Exercise brief:
Copy nothing but the lines below running from the line containing "construct them directly." through the line containing "timeout in seconds", both end lines included.
(Provided data begins)
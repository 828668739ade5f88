use serde_json::json;
use show_finder::{
    AppConfig, CatalogConfig, DispatchOutcome, EpisodesOutcome, PageEvent, SHOW_ID_ATTR,
    SearchOutcome, page_controller,
};
use wiremock::matchers::{method, path, query_param};
use wiremock::{Mock, MockServer, ResponseTemplate};

fn config_for(server: &MockServer) -> AppConfig {
    AppConfig {
        catalog: CatalogConfig {
            base_url: server.uri(),
            ..CatalogConfig::default()
        },
        ..AppConfig::default()
    }
}

#[tokio::test]
async fn joker_search_then_episodes() {
    let server = MockServer::start().await;
    Mock::given(method("GET"))
        .and(path("/search/shows"))
        .and(query_param("q", "joker"))
        .respond_with(ResponseTemplate::new(200).set_body_json(json!([
            {
                "show": {
                    "id": 1139,
                    "name": "Joker",
                    "summary": "<p>desc</p>",
                    "image": { "original": "http://img/1.jpg" }
                }
            }
        ])))
        .expect(1)
        .mount(&server)
        .await;
    Mock::given(method("GET"))
        .and(path("/shows/1139/episodes"))
        .respond_with(ResponseTemplate::new(200).set_body_json(json!([
            { "id": 1, "name": "Pilot", "season": 1, "number": 1 },
            { "id": 2, "name": "The Punchline", "season": 1, "number": 2 }
        ])))
        .expect(1)
        .mount(&server)
        .await;

    let controller = page_controller(&config_for(&server)).unwrap();
    controller.with_view_mut(|page| page.set_query("joker"));

    let searched = controller.dispatch(PageEvent::Submit).await.unwrap();
    assert_eq!(
        searched,
        DispatchOutcome::Search(SearchOutcome::Rendered { shows: 1 })
    );

    let button = controller.with_view(|page| {
        let cards = page.show_cards();
        assert_eq!(cards.len(), 1);
        assert_eq!(page.attr(cards[0], SHOW_ID_ATTR), Some("1139"));

        let image = page.find_descendant(cards[0], "card-img-top").unwrap();
        assert_eq!(page.attr(image, "src"), Some("http://img/1.jpg"));
        let title = page.find_descendant(cards[0], "card-title").unwrap();
        assert_eq!(page.text_content(title), "Joker");
        let body = page.find_descendant(cards[0], "card-text").unwrap();
        assert_eq!(page.text_content(body), "<p>desc</p>");

        assert!(!page.episodes_visible());
        page.episode_buttons()[0]
    });

    let clicked = controller.dispatch(PageEvent::Click(button)).await.unwrap();
    assert_eq!(
        clicked,
        DispatchOutcome::Episodes(EpisodesOutcome::Rendered { episodes: 2 })
    );

    let page = controller.into_view();
    assert!(page.episodes_visible());
    assert_eq!(
        page.episode_lines(),
        vec![
            "Pilot (season 1, number 1)",
            "The Punchline (season 1, number 2)"
        ]
    );
    assert!(
        page.to_html()
            .contains("<ul id=\"episodes-list\"><li>Pilot (season 1, number 1)</li>")
    );
}

#[tokio::test]
async fn empty_submit_sends_nothing() {
    let server = MockServer::start().await;
    Mock::given(method("GET"))
        .respond_with(ResponseTemplate::new(200).set_body_json(json!([])))
        .expect(0)
        .mount(&server)
        .await;

    let controller = page_controller(&config_for(&server)).unwrap();
    let outcome = controller.dispatch(PageEvent::Submit).await.unwrap();

    assert_eq!(outcome, DispatchOutcome::Search(SearchOutcome::Skipped));
    let html_before = show_finder::Page::new().to_html();
    assert_eq!(controller.with_view(|page| page.to_html()), html_before);
}

#[tokio::test]
async fn upstream_failure_reaches_caller() {
    let server = MockServer::start().await;
    Mock::given(method("GET"))
        .and(path("/search/shows"))
        .respond_with(ResponseTemplate::new(502))
        .mount(&server)
        .await;

    let controller = page_controller(&config_for(&server)).unwrap();
    let error = controller.handle_search("joker").await.unwrap_err();

    assert_eq!(error.to_string(), "Catalog error: HTTP 502 Bad Gateway");
    controller.with_view(|page| assert!(page.show_cards().is_empty()));
}
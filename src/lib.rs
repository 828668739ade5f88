//! show_finder - Search a TV show catalog and browse episode lists
//!
//! This library provides a catalog client for the TVMaze API, view models
//! and render targets for the show grid and episode panel, an in-memory
//! page that implements those targets, and the controller that wires user
//! interaction to catalog requests.

mod catalog;
mod config;
mod controller;
mod page;
mod view;

pub use catalog::{
    CatalogError, Episode, EpisodeId, Show, ShowCatalog, ShowId, TvMazeCatalog,
};
pub use config::{
    AppConfig, CatalogConfig, DEFAULT_BASE_URL, DEFAULT_MISSING_IMAGE_URL, DEFAULT_TIMEOUT_SECS,
    RequestOrdering,
};
pub use controller::{Controller, DispatchOutcome, EpisodesOutcome, PageEvent, SearchOutcome};
pub use page::{EPISODES_BUTTON_CLASS, NodeId, Page, SHOW_CLASS, SHOW_ID_ATTR};
pub use view::{
    EpisodeLine, EpisodePanel, RawMarkup, ShowCard, ShowGrid, populate_episodes, populate_shows,
};

use thiserror::Error;

/// Top-level error type for show_finder operations
#[derive(Debug, Error)]
pub enum ShowFinderError {
    /// Error while talking to the show catalog
    #[error("Catalog error: {0}")]
    Catalog(#[from] CatalogError),

    /// An "Episodes" button was activated on a card without a show id
    #[error("Clicked show card carries no show id")]
    ShowIdMissing,
}

/// Builds a controller for the TVMaze catalog rendering into a fresh page.
///
/// # Examples
///
/// ```no_run
/// use show_finder::{AppConfig, page_controller};
///
/// # async fn run() -> Result<(), show_finder::ShowFinderError> {
/// let controller = page_controller(&AppConfig::default())?;
/// controller.handle_search("joker").await?;
/// let html = controller.with_view(|page| page.to_html());
/// println!("{}", html);
/// # Ok(())
/// # }
/// ```
pub fn page_controller(
    config: &AppConfig,
) -> Result<Controller<TvMazeCatalog, Page>, ShowFinderError> {
    let catalog = TvMazeCatalog::new(&config.catalog)?;
    Ok(Controller::new(catalog, Page::new(), config.ordering))
}
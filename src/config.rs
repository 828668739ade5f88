//! Runtime configuration
//!
//! Plain data with sensible defaults. The binary fills these from command line
//! flags (with environment fallbacks); library users construct them directly.

use std::fmt;
use std::str::FromStr;

/// Base URL of the public TVMaze API
pub const DEFAULT_BASE_URL: &str = "http://api.tvmaze.com";

/// Poster shown for shows that have no image upstream
pub const DEFAULT_MISSING_IMAGE_URL: &str = "https://tinyurl.com/tv-missing";

/// Request timeout in seconds
pub const DEFAULT_TIMEOUT_SECS: u64 = 30;

/// Settings for the catalog HTTP client.
#[derive(Debug, Clone, PartialEq)]
pub struct CatalogConfig {
    /// Root URL the search and show endpoints are appended to
    pub base_url: String,
    /// Image URL substituted when a show has no poster
    pub missing_image_url: String,
    /// Per-request timeout
    pub timeout_secs: u64,
    /// User-Agent header sent with every request
    pub user_agent: String,
}

impl Default for CatalogConfig {
    fn default() -> Self {
        Self {
            base_url: DEFAULT_BASE_URL.to_string(),
            missing_image_url: DEFAULT_MISSING_IMAGE_URL.to_string(),
            timeout_secs: DEFAULT_TIMEOUT_SECS,
            user_agent: concat!("show-finder/", env!("CARGO_PKG_VERSION")).to_string(),
        }
    }
}

/// How overlapping requests for the same display region are resolved.
#[derive(Debug, Clone, Copy, PartialEq, Eq, Default)]
pub enum RequestOrdering {
    /// Every completed response renders, in completion order. A slow response
    /// to an older request can overwrite content from a newer one.
    #[default]
    LastResponseWins,
    /// Only the most recently issued request for a region may render.
    /// Responses to superseded requests are dropped.
    LatestRequestWins,
}

impl fmt::Display for RequestOrdering {
    fn fmt(&self, f: &mut fmt::Formatter<'_>) -> fmt::Result {
        match self {
            RequestOrdering::LastResponseWins => f.write_str("last-response-wins"),
            RequestOrdering::LatestRequestWins => f.write_str("latest-request-wins"),
        }
    }
}

impl FromStr for RequestOrdering {
    type Err = String;

    fn from_str(s: &str) -> Result<Self, Self::Err> {
        match s {
            "last-response-wins" => Ok(RequestOrdering::LastResponseWins),
            "latest-request-wins" => Ok(RequestOrdering::LatestRequestWins),
            other => Err(format!(
                "unknown request ordering '{}' (expected last-response-wins or latest-request-wins)",
                other
            )),
        }
    }
}

/// Complete application configuration.
#[derive(Debug, Clone, Default, PartialEq)]
pub struct AppConfig {
    pub catalog: CatalogConfig,
    pub ordering: RequestOrdering,
}
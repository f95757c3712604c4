//! Form state behind the extractor.
//!
//! Holds what the page used to keep in its widgets: the pasted input, the two
//! selections, the rendered output and a transient error banner. Every
//! operation takes `now` so the banner's auto-hide can be driven by the host.

use std::time::{Duration, Instant};

use log::{info, warn};

use crate::clipboard::Clipboard;
use crate::error::ExtractionError;
use crate::extract::{extract, Selection};
use crate::registry::Registry;

/// How long an error stays on the banner.
pub const ERROR_DISPLAY: Duration = Duration::from_secs(5);

const NOTHING_TO_COPY: &str = "Nothing to copy";
const CLIPBOARD_EMPTY: &str = "Clipboard is empty";
const PASTE_FAILED: &str = "Failed to paste. Please allow clipboard access or paste manually.";

#[derive(Debug, Clone, PartialEq, Eq)]
struct Banner {
    message: String,
    shown_at: Instant,
}

pub struct Form<'r> {
    registry: &'r Registry,
    input: String,
    selection: Selection,
    output: Option<String>,
    banner: Option<Banner>,
}

impl<'r> Form<'r> {
    pub fn new(registry: &'r Registry) -> Self {
        Self {
            registry,
            input: String::new(),
            selection: Selection::default(),
            output: None,
            banner: None,
        }
    }

    pub fn input(&self) -> &str {
        &self.input
    }

    pub fn set_input(&mut self, text: impl Into<String>) {
        self.input = text.into();
    }

    pub fn clear_input(&mut self) {
        self.input.clear();
    }

    pub fn select_reward(&mut self, key: Option<&str>) {
        self.selection.reward_key = key.map(str::to_string);
    }

    pub fn select_animal(&mut self, animal: Option<&str>) {
        self.selection.animal = animal.map(str::to_string);
    }

    /// Whether the animal picker applies to the current reward selection.
    pub fn animal_selector_visible(&self) -> bool {
        self.selection
            .reward_key()
            .and_then(|key| self.registry.get(key))
            .is_some_and(|config| config.needs_animal())
    }

    pub fn output(&self) -> Option<&str> {
        self.output.as_deref()
    }

    /// Banner text, or None once it has been up for `ERROR_DISPLAY`.
    pub fn banner(&self, now: Instant) -> Option<&str> {
        self.banner
            .as_ref()
            .filter(|b| now.saturating_duration_since(b.shown_at) < ERROR_DISPLAY)
            .map(|b| b.message.as_str())
    }

    pub fn show_error(&mut self, message: impl Into<String>, now: Instant) {
        let message = message.into();
        warn!("{}", message);
        self.banner = Some(Banner {
            message,
            shown_at: now,
        });
    }

    /// Run extraction on the current input. Returns true when output was produced.
    pub fn submit(&mut self, now: Instant) -> bool {
        self.output = None;
        self.banner = None;

        let rendered = extract(self.registry, &self.input, &self.selection).and_then(|result| {
            result
                .to_pretty_json()
                .map_err(|e| ExtractionError::Render(e.to_string()))
        });

        match rendered {
            Ok(text) => {
                info!("Extraction succeeded for {:?}", self.selection.reward_key());
                self.output = Some(text);
                true
            }
            Err(e) => {
                self.show_error(e.to_string(), now);
                false
            }
        }
    }

    pub fn copy_output(&mut self, clipboard: &mut dyn Clipboard, now: Instant) -> bool {
        let Some(text) = self.output.clone() else {
            self.show_error(NOTHING_TO_COPY, now);
            return false;
        };
        self.write_clipboard(clipboard, &text, now)
    }

    pub fn copy_input(&mut self, clipboard: &mut dyn Clipboard, now: Instant) -> bool {
        if self.input.trim().is_empty() {
            self.show_error(NOTHING_TO_COPY, now);
            return false;
        }
        let text = self.input.clone();
        self.write_clipboard(clipboard, &text, now)
    }

    /// Replace the input with the clipboard contents. Blank clipboards leave
    /// the input untouched.
    pub fn paste_input(&mut self, clipboard: &mut dyn Clipboard, now: Instant) -> bool {
        match clipboard.read_text() {
            Ok(text) if text.trim().is_empty() => {
                self.show_error(CLIPBOARD_EMPTY, now);
                false
            }
            Ok(text) => {
                self.input = text;
                true
            }
            Err(e) => {
                warn!("Clipboard read failed: {}", e);
                self.show_error(PASTE_FAILED, now);
                false
            }
        }
    }

    fn write_clipboard(&mut self, clipboard: &mut dyn Clipboard, text: &str, now: Instant) -> bool {
        match clipboard.write_text(text) {
            Ok(()) => true,
            Err(e) => {
                self.show_error(format!("Failed to copy: {}", e), now);
                false
            }
        }
    }
}
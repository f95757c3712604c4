mod cli;

use std::time::Instant;

use log::debug;
use zodiac_extract::{json, logger, Form, Registry, SystemClipboard};

/// Print the form's banner, if any, and return the failure exit code.
fn report(form: &Form, now: Instant) -> i32 {
    if let Some(message) = form.banner(now) {
        eprintln!("{}", message);
    }
    1
}

fn read_input(file: Option<&std::path::Path>) -> Result<String, i32> {
    json::read_input(file).map_err(|e| {
        match file {
            Some(path) => eprintln!("Failed to read {}: {}", path.display(), e),
            None => eprintln!("Failed to read stdin: {}", e),
        }
        1
    })
}

fn run_extract_mode(args: &cli::ExtractArgs) -> i32 {
    let mut form = Form::new(Registry::builtin());
    let mut clipboard = SystemClipboard;
    let now = Instant::now();

    if args.paste {
        debug!("Reading input from clipboard");
        if !form.paste_input(&mut clipboard, now) {
            return report(&form, now);
        }
    } else {
        match read_input(args.file.as_deref()) {
            Ok(text) => form.set_input(text),
            Err(code) => return code,
        }
    }
    debug!("Input: {} bytes", form.input().len());

    form.select_reward(Some(args.reward.as_str()));
    form.select_animal(args.animal.as_deref());
    if args.animal.is_some() && !form.animal_selector_visible() {
        eprintln!("Note: --animal is ignored for {}", args.reward);
    }

    if !form.submit(now) {
        return report(&form, now);
    }
    if let Some(output) = form.output() {
        println!("{}", output);
    }

    if args.copy {
        if !form.copy_output(&mut clipboard, now) {
            return report(&form, now);
        }
        eprintln!("Copied!");
    }
    0
}

fn run_rewards_mode() -> i32 {
    for config in Registry::builtin().iter() {
        println!(
            "{:<14} {:<13} {}",
            config.key,
            config.reward_type,
            config.describe_requirement()
        );
    }
    0
}

fn run_copy_input_mode(file: Option<&std::path::Path>) -> i32 {
    let mut form = Form::new(Registry::builtin());
    let now = Instant::now();

    match read_input(file) {
        Ok(text) => form.set_input(text),
        Err(code) => return code,
    }
    if !form.copy_input(&mut SystemClipboard, now) {
        return report(&form, now);
    }
    eprintln!("Copied!");
    0
}

fn run_paste_mode() -> i32 {
    let mut form = Form::new(Registry::builtin());
    let now = Instant::now();

    if !form.paste_input(&mut SystemClipboard, now) {
        return report(&form, now);
    }
    print!("{}", form.input());
    0
}

fn main() {
    let args = cli::parse_args();
    logger::init(args.debug);
    debug!("Mode: {:?}", args.mode);

    let exit_code = match &args.mode {
        cli::Mode::Extract(extract) => run_extract_mode(extract),
        cli::Mode::Rewards => run_rewards_mode(),
        cli::Mode::CopyInput { file } => run_copy_input_mode(file.as_deref()),
        cli::Mode::Paste => run_paste_mode(),
    };

    log::logger().flush();
    std::process::exit(exit_code);
}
(Provided data ends)
Task result:
//! flags (with environment fallbacks); library users construct them directly.

use std::fmt;
use std::str::FromStr;

/// Base URL of the public TVMaze API
pub const DEFAULT_BASE_URL: &str = "http://api.tvmaze.com";

/// Poster shown for shows that have no image upstream
pub const DEFAULT_MISSING_IMAGE_URL: &str = "https://tinyurl.com/tv-missing";

/// Request timeout in seconds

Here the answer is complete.